→ Work order
Find the word "CommandRunner" in the records below. List each line containing it.

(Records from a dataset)
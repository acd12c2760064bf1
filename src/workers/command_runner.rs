use crate::config::config_manager::ConfigManager;
use crate::enums::commands::Commands;
use crate::enums::report_format::ReportFormat;
use crate::errors::{EnhancerError, EnhancerResult};
use crate::helpers::path_safety;
use crate::logger::status_spinner::StatusSpinner;
use crate::services::ai_analyzer::AiAnalyzer;
use crate::services::file_walker;
use crate::services::model_catalog;
use crate::services::ollama::OllamaClient;
use crate::services::process_runner::ProcessRunner;
use crate::services::request_builder::RequestBuilder;
use crate::services::scheduler::{AnalysisEvent, AnalysisScheduler, SchedulerConfig};
use crate::services::validator::{self, ValidationOutcome};
use crate::services::watcher::{self, WatchEvent};
use crate::services::{code_scanner, metrics, report_writer};
use crate::structs::analysis_request::AnalysisOptions;
use crate::structs::config::config::Config;
use crate::structs::file_report::FileReport;
use crate::config::constants::language_for_extension;
use crate::helpers::format::{format_file_size, truncate};
use std::path::{Path, PathBuf};
use std::sync::Arc;
use std::time::{Duration, Instant};
use tokio::sync::Semaphore;

pub struct CommandRunner {
    start_time: Option<Instant>,
}

impl CommandRunner {
    pub fn new() -> Self {
        Self { start_time: None }
    }

    pub async fn run_command(&mut self, command: Commands) -> EnhancerResult<()> {
        self.start_time = Some(Instant::now());

        let result = match command {
            Commands::Init => self.init_command().await,
            Commands::Analyze {
                path,
                model,
                recursive,
                output,
                format,
                no_ai,
                no_security_scan,
                no_performance_scan,
            } => {
                self.analyze_command(
                    path,
                    model,
                    recursive,
                    output,
                    format,
                    no_ai,
                    no_security_scan,
                    no_performance_scan,
                )
                .await
            }
            Commands::Watch {
                path,
                model,
                delay_ms,
            } => self.watch_command(path, model, delay_ms).await,
            Commands::ListModels { installed } => self.list_models_command(installed).await,
            Commands::Validate => self.validate_command().await,
        };

        if let Some(start) = self.start_time {
            log::debug!("⏱️ command completed in {:.2}s", start.elapsed().as_secs_f64());
        }

        result
    }

    async fn init_command(&self) -> EnhancerResult<()> {
        log::info!("🚀 Initializing enhancer configuration...");
        let path = ConfigManager::create_sample_config()?;
        log::info!("✅ Configuration file created at {}", path.display());
        log::info!("🔧 Run 'enhancer validate' after editing it.");
        Ok(())
    }

    #[allow(clippy::too_many_arguments)]
    async fn analyze_command(
        &self,
        path: PathBuf,
        model: Option<String>,
        recursive: bool,
        output: Option<PathBuf>,
        format: ReportFormat,
        no_ai: bool,
        no_security_scan: bool,
        no_performance_scan: bool,
    ) -> EnhancerResult<()> {
        let config = ConfigManager::load()?;
        let options = AnalysisOptions {
            security_scan: config.analysis.security_scan && !no_security_scan,
            performance_scan: config.analysis.performance_scan && !no_performance_scan,
        };

        let safe_dirs = safe_dirs(&config);
        path_safety::ensure_safe(&path, &safe_dirs)?;

        let ai = if no_ai {
            None
        } else {
            Some(Arc::new(AiAnalyzer::new(&config.ai)?))
        };

        if path.is_dir() {
            self.analyze_directory(path, &config, model, recursive, options, ai, format)
                .await
        } else {
            let report =
                analyze_file(&path, &config, model.as_deref(), options, ai.as_deref(), false)
                    .await?;
            let rendered = report_writer::render(&report, format);
            print!("{}", rendered);

            if let Some(output) = output {
                std::fs::write(&output, &rendered)?;
                log::info!("💾 Report saved to {}", output.display());
            }
            Ok(())
        }
    }

    #[allow(clippy::too_many_arguments)]
    async fn analyze_directory(
        &self,
        path: PathBuf,
        config: &Config,
        model: Option<String>,
        recursive: bool,
        options: AnalysisOptions,
        ai: Option<Arc<AiAnalyzer>>,
        format: ReportFormat,
    ) -> EnhancerResult<()> {
        let files = file_walker::collect_source_files(&path, recursive);
        if files.is_empty() {
            log::warn!("⚠️ No analyzable source files under {}", path.display());
            return Ok(());
        }

        log::info!(
            "🔍 Analyzing {} files with {} workers...",
            files.len(),
            config.analysis.max_workers
        );

        let semaphore = Arc::new(Semaphore::new(config.analysis.max_workers.max(1)));
        let mut handles = Vec::with_capacity(files.len());

        for file in files {
            let semaphore = Arc::clone(&semaphore);
            let config = config.clone();
            let model = model.clone();
            let ai = ai.clone();
            handles.push(tokio::spawn(async move {
                let _permit = semaphore
                    .acquire_owned()
                    .await
                    .expect("semaphore closed");
                let report =
                    analyze_file(&file, &config, model.as_deref(), options, ai.as_deref(), true)
                        .await;
                (file, report)
            }));
        }

        let mut analyzed = 0usize;
        let mut skipped = 0usize;
        let mut total_findings = 0usize;

        for joined in futures::future::join_all(handles).await {
            let (file, report) = joined
                .map_err(|e| EnhancerError::system("joining analysis task", &e.to_string()))?;

            match report {
                Ok(report) => {
                    analyzed += 1;
                    total_findings += report.findings.len();
                    print!("{}", report_writer::render(&report, format));
                }
                Err(e) => {
                    skipped += 1;
                    log::warn!("⏭️ skipping {}: {}", file.display(), e);
                }
            }
        }

        log::info!(
            "📊 Analyzed {} files ({} skipped), {} findings",
            analyzed,
            skipped,
            total_findings
        );
        Ok(())
    }

    async fn watch_command(
        &self,
        path: PathBuf,
        model: Option<String>,
        delay_ms: Option<u64>,
    ) -> EnhancerResult<()> {
        let config = ConfigManager::load()?;
        let safe_dirs = safe_dirs(&config);
        path_safety::ensure_safe(&path, &safe_dirs)?;

        let debounce = Duration::from_millis(delay_ms.unwrap_or(config.analysis.delay_ms));
        let scheduler_config = SchedulerConfig {
            debounce,
            run_timeout: Duration::from_secs(config.analysis.timeout_secs),
            model,
            options: AnalysisOptions {
                security_scan: config.analysis.security_scan,
                performance_scan: config.analysis.performance_scan,
            },
        };

        let builder = RequestBuilder::from_config(&config.ai, &config.analyzer)?;
        let (scheduler, mut results) = AnalysisScheduler::new(
            scheduler_config,
            config.analysis.clone(),
            builder,
            Arc::new(ProcessRunner::new()),
        );

        let (watch_tx, mut watch_rx) = tokio::sync::mpsc::unbounded_channel();
        let _watcher = watcher::watch_path(&path, watch_tx)?;

        log::info!(
            "👀 Watching {} (debounce {} ms, Ctrl+C to stop)",
            path.display(),
            debounce.as_millis()
        );

        // A watched file gets an immediate first pass; edits then debounce.
        if path.is_file() {
            match tokio::fs::read(&path).await {
                Ok(content) => scheduler.analyze_now(&path, content),
                Err(e) => log::warn!("⚠️ cannot read {}: {}", path.display(), e),
            }
        }

        loop {
            tokio::select! {
                Some(event) = watch_rx.recv() => {
                    match event {
                        WatchEvent::Created(file) => {
                            if let Ok(content) = tokio::fs::read(&file).await {
                                scheduler.analyze_now(&file, content);
                            }
                        }
                        WatchEvent::Modified(file) => {
                            match tokio::fs::read(&file).await {
                                Ok(content) => scheduler.notify_edit(&file, content),
                                Err(e) => log::warn!("⚠️ cannot read {}: {}", file.display(), e),
                            }
                        }
                    }
                }
                Some(event) = results.recv() => {
                    print_analysis_event(&event);
                }
                _ = tokio::signal::ctrl_c() => {
                    log::info!("🛑 Stopping watch.");
                    break;
                }
            }
        }

        Ok(())
    }

    async fn list_models_command(&self, installed: bool) -> EnhancerResult<()> {
        if installed {
            let config = ConfigManager::load()?;
            let client = OllamaClient::new(&config.ai)?;
            let models = client.list_local_models().await?;

            if models.is_empty() {
                log::info!("⚠️ No models installed on the local Ollama daemon.");
                return Ok(());
            }

            log::info!("📋 Installed Ollama models:");
            for model in &models {
                log::info!("   - {} ({})", model.name, format_file_size(model.size));
            }
            log::info!("📊 Total: {} models", models.len());
            return Ok(());
        }

        log::info!("📋 Known models by provider:");
        for (provider, models) in model_catalog::PROVIDERS {
            log::info!("\n{} ({} models):", provider, models.len());
            for model in *models {
                log::info!("   - {}", model);
            }
        }
        log::info!("\n📊 Total: {} models", model_catalog::all_models().len());
        Ok(())
    }

    async fn validate_command(&self) -> EnhancerResult<()> {
        log::info!("🔍 Validating enhancer configuration...");

        let config = ConfigManager::load()?;
        let report = ConfigManager::validate_config(&config);
        report.print_summary();

        if !report.is_valid() {
            return Err(EnhancerError::config(
                "configuration is invalid; fix the errors above",
                None,
            ));
        }

        log::info!(
            "📊 {} models in sequence, default '{}'",
            config.ai.model_sequence.len(),
            config.ai.model_sequence.first().map(String::as_str).unwrap_or("-")
        );
        Ok(())
    }
}

impl Default for CommandRunner {
    fn default() -> Self {
        Self::new()
    }
}

fn safe_dirs(config: &Config) -> Vec<PathBuf> {
    let mut dirs = path_safety::default_safe_dirs();
    dirs.extend(config.analysis.safe_dirs.iter().map(PathBuf::from));
    dirs
}

/// Full analysis of one file: validation, static pass, optional AI pass.
async fn analyze_file(
    path: &Path,
    config: &Config,
    model: Option<&str>,
    options: AnalysisOptions,
    ai: Option<&AiAnalyzer>,
    quiet: bool,
) -> EnhancerResult<FileReport> {
    let content = tokio::fs::read(path).await?;

    if let ValidationOutcome::Rejected(reason) =
        validator::validate(path, &content, &config.analysis)
    {
        return Err(EnhancerError::validation(&path.to_string_lossy(), reason));
    }

    // Validation guarantees UTF-8.
    let text = String::from_utf8(content)
        .map_err(|e| EnhancerError::parse("UTF-8", &e.to_string()))?;

    let language = path
        .extension()
        .and_then(|e| language_for_extension(&e.to_string_lossy()));

    let mut report = FileReport {
        target: path.to_string_lossy().to_string(),
        metrics: metrics::compute_metrics(&text, language),
        findings: code_scanner::scan(&text, &options),
        suggestions: Vec::new(),
        model: None,
    };

    if let Some(ai) = ai {
        let spinner = if quiet {
            None
        } else {
            Some(StatusSpinner::start("Waiting for model response"))
        };

        let analysis = ai.analyze(&text, language, model, &options).await;

        if let Some(spinner) = spinner {
            match &analysis.model {
                Some(model) => spinner.finish(&format!("AI analysis complete ({})", model)).await,
                None => spinner.fail("AI analysis unavailable").await,
            }
        }

        report.findings.extend(analysis.findings);
        report.suggestions = analysis.suggestions;
        report.model = analysis.model;
    }

    Ok(report)
}

fn print_analysis_event(event: &AnalysisEvent) {
    match event {
        AnalysisEvent::Completed {
            target,
            generation,
            result,
        } => {
            let worst = result
                .worst_severity()
                .map(|s| format!(", worst: {}", s.label()))
                .unwrap_or_default();
            log::info!(
                "✅ {} (generation {}): {} findings{}{}",
                target.display(),
                generation,
                result.findings.len(),
                worst,
                if result.degraded { " [degraded]" } else { "" }
            );
            for finding in &result.findings {
                log::info!(
                    "   {} [{}] {} (line {})",
                    finding.severity.emoji(),
                    finding.severity.tag(),
                    truncate(&finding.message, 100),
                    finding.line
                );
            }
        }
        AnalysisEvent::Failed {
            target,
            generation,
            error,
        } => {
            // Transient per-target status; the last good result stays on
            // screen until a newer one replaces it.
            log::error!("❌ {} (generation {}): {}", target.display(), generation, error);
        }
    }
}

→ Solution to this task
pub struct CommandRunner {
impl CommandRunner {
impl Default for CommandRunner {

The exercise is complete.